Total knee arthroplasty: posterior tibial slope influences the size but not the rotational alignment of the tibial component. Knee Surg Sports Traumatol Arthrosc 28, 3899–3905 (2020).

Total knee arthroplasty: posterior tibial slope influences the size but not the rotational alignment of the tibial component

Ismailidis, P., Kremo, V., Mündermann, A. et al.
Knee

Purpose

The reasons leading to rotational tibial malalignment in total knee arthroplasties (TKAs) remain unclear. A previous cadaver study has shown an increase in internal rotation of the anatomical tibial axis (ATA) after the tibial cut.
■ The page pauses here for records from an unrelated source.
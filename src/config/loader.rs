use std::fs;
use std::path::{Path, PathBuf};
use thiserror::Error;

use crate::config::types::Config;

/// Errors that can occur when loading configuration.
#[derive(Debug, Error)]
pub enum ConfigError {
    #[error("Failed to read config file '{path}': {source}")]
    ReadError {
        path: PathBuf,
        #[source]
        source: std::io::Error,
    },

    #[error("Failed to parse config file '{path}': {source}")]
    ParseError {
        path: PathBuf,
        #[source]
        source: toml::de::Error,
    },

    #[error("Config validation failed: {message}")]
    ValidationError { message: String },
}

impl Config {
    /// Returns the path to the configuration file.
    ///
    /// Uses `~/.config/buttonbook/config.toml` on Linux, or the platform
    /// equivalent via `dirs::config_dir()`. Falls back to the current
    /// directory if no config directory is available.
    pub fn config_path() -> PathBuf {
        let config_dir = dirs::config_dir().unwrap_or_else(|| PathBuf::from("."));
        config_dir.join("buttonbook").join("config.toml")
    }

    /// Loads configuration from the default config file.
    pub fn load() -> Result<Self, ConfigError> {
        Self::load_from(&Self::config_path())
    }

    /// Loads configuration from `path`.
    ///
    /// A missing file yields `Config::default()`. Anything else that fails
    /// to read, parse, or validate is an error.
    pub fn load_from(path: &Path) -> Result<Self, ConfigError> {
        if !path.exists() {
            tracing::debug!(path = %path.display(), "No config file, using defaults");
            return Ok(Config::default());
        }

        let content = fs::read_to_string(path).map_err(|e| ConfigError::ReadError {
            path: path.to_path_buf(),
            source: e,
        })?;

        let config: Config = toml::from_str(&content).map_err(|e| ConfigError::ParseError {
            path: path.to_path_buf(),
            source: e,
        })?;

        config.validate()?;
        Ok(config)
    }

    /// Validates the configuration.
    ///
    /// Checks:
    /// - The browser tick rate is non-zero
    /// - The log filter is not blank
    pub fn validate(&self) -> Result<(), ConfigError> {
        if self.browser.tick_rate_ms == 0 {
            return Err(ConfigError::ValidationError {
                message: "browser.tick_rate_ms must be greater than zero".to_string(),
            });
        }

        if self.logging.filter.trim().is_empty() {
            return Err(ConfigError::ValidationError {
                message: "logging.filter must not be empty".to_string(),
            });
        }

        Ok(())
    }

    /// Log file used while the browser owns the terminal.
    pub fn log_file(&self) -> PathBuf {
        match &self.logging.file {
            Some(path) => path.clone(),
            None => dirs::data_dir()
                .unwrap_or_else(|| PathBuf::from("."))
                .join("buttonbook")
                .join("buttonbook.log"),
        }
    }
}
//! Tests for the `buttonbook` binary's non-interactive modes.

use std::process::{Command, Output};
use tempfile::TempDir;

fn run(args: &[&str]) -> Output {
    // Point at a config path that does not exist so user config never leaks in
    let dir = TempDir::new().expect("Failed to create temp dir");
    let config = dir.path().join("config.toml");
    Command::new(env!("CARGO_BIN_EXE_buttonbook"))
        .arg("--config")
        .arg(&config)
        .args(args)
        .env_remove("RUST_LOG")
        .env("NO_COLOR", "1")
        .output()
        .expect("Failed to execute command")
}

#[test]
fn test_help_shows_options() {
    let output = run(&["--help"]);
    let stdout = String::from_utf8_lossy(&output.stdout);

    assert!(output.status.success());
    assert!(stdout.contains("--list"));
    assert!(stdout.contains("--story"));
}

#[test]
fn test_list_prints_button_stories() {
    let output = run(&["--list"]);
    assert!(output.status.success());

    let stdout = String::from_utf8_lossy(&output.stdout);
    let lines: Vec<&str> = stdout.lines().collect();
    assert_eq!(lines, vec!["Button/Normal button", "Button/Primary button"]);
}

#[test]
fn test_list_json() {
    let output = run(&["--list", "--json"]);
    assert!(output.status.success());

    let value: serde_json::Value =
        serde_json::from_slice(&output.stdout).expect("stdout is JSON");
    assert_eq!(value["groups"][0]["name"], "Button");
    assert_eq!(
        value["groups"][0]["stories"],
        serde_json::json!(["Normal button", "Primary button"])
    );
}

#[test]
fn test_json_requires_list() {
    let output = run(&["--json"]);
    assert!(!output.status.success());
}

#[test]
fn test_story_renders_label() {
    let output = run(&["--story", "Primary button"]);
    assert!(output.status.success());

    let stdout = String::from_utf8_lossy(&output.stdout);
    assert!(stdout.contains(" Button "));
}

#[test]
fn test_unknown_story_exits_with_error() {
    let output = run(&["--story", "Huge button"]);

    assert!(!output.status.success());
    assert_eq!(output.status.code(), Some(1));

    let stderr = String::from_utf8_lossy(&output.stderr);
    assert!(stderr.contains("Error: Story 'Huge button' not found in group 'Button'"));
}

#[test]
fn test_invalid_config_exits_with_error() {
    let dir = TempDir::new().unwrap();
    let config = dir.path().join("config.toml");
    std::fs::write(&config, "[browser]\ntick_rate_ms = 0\n").unwrap();

    let output = Command::new(env!("CARGO_BIN_EXE_buttonbook"))
        .arg("--config")
        .arg(&config)
        .arg("--list")
        .output()
        .expect("Failed to execute command");

    assert!(!output.status.success());
    let stderr = String::from_utf8_lossy(&output.stderr);
    assert!(stderr.contains("Failed to load configuration"));
}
This study investigates the influence of tibial slope on the ATA and the size of the resected tibial surface.

Methods

CT scans of 20 cadaver knees were orientated in a standardized coordinate system and used to determine the position of the centres of rotation of the medial and lateral tibial articular surfaces and, hence, of the ATA, after a virtual resection of 6 mm with 0°, 3.5°, 7° and 10° slope, respectively. Furthermore, at each slope, the radii of the medial and lateral tibial articular surfaces after resection were calculated.

Results

Compared to resection of 6 mm with 0° slope, a slope of 3.5° resulted in a mean external rotation of the ATA of 0.9° (SD, 1.5°; P = 0.025). A slope of 7° resulted in a mean external rotation of the ATA of 1.0° (SD 2.0°; P = 0.030) and a slope of 10° had no influence on the rotation of the ATA. The radii of the medial and lateral articular surfaces of the cut tibiae were larger than those of the uncut tibia (P < 0.001).

Conclusion

Differences in the posterior tibial slope should not contribute to a rotational malalignment when using the ATA to align the prosthetic tibial plateau. Although statistically significant, the change in ATA with increasing slope was negligible.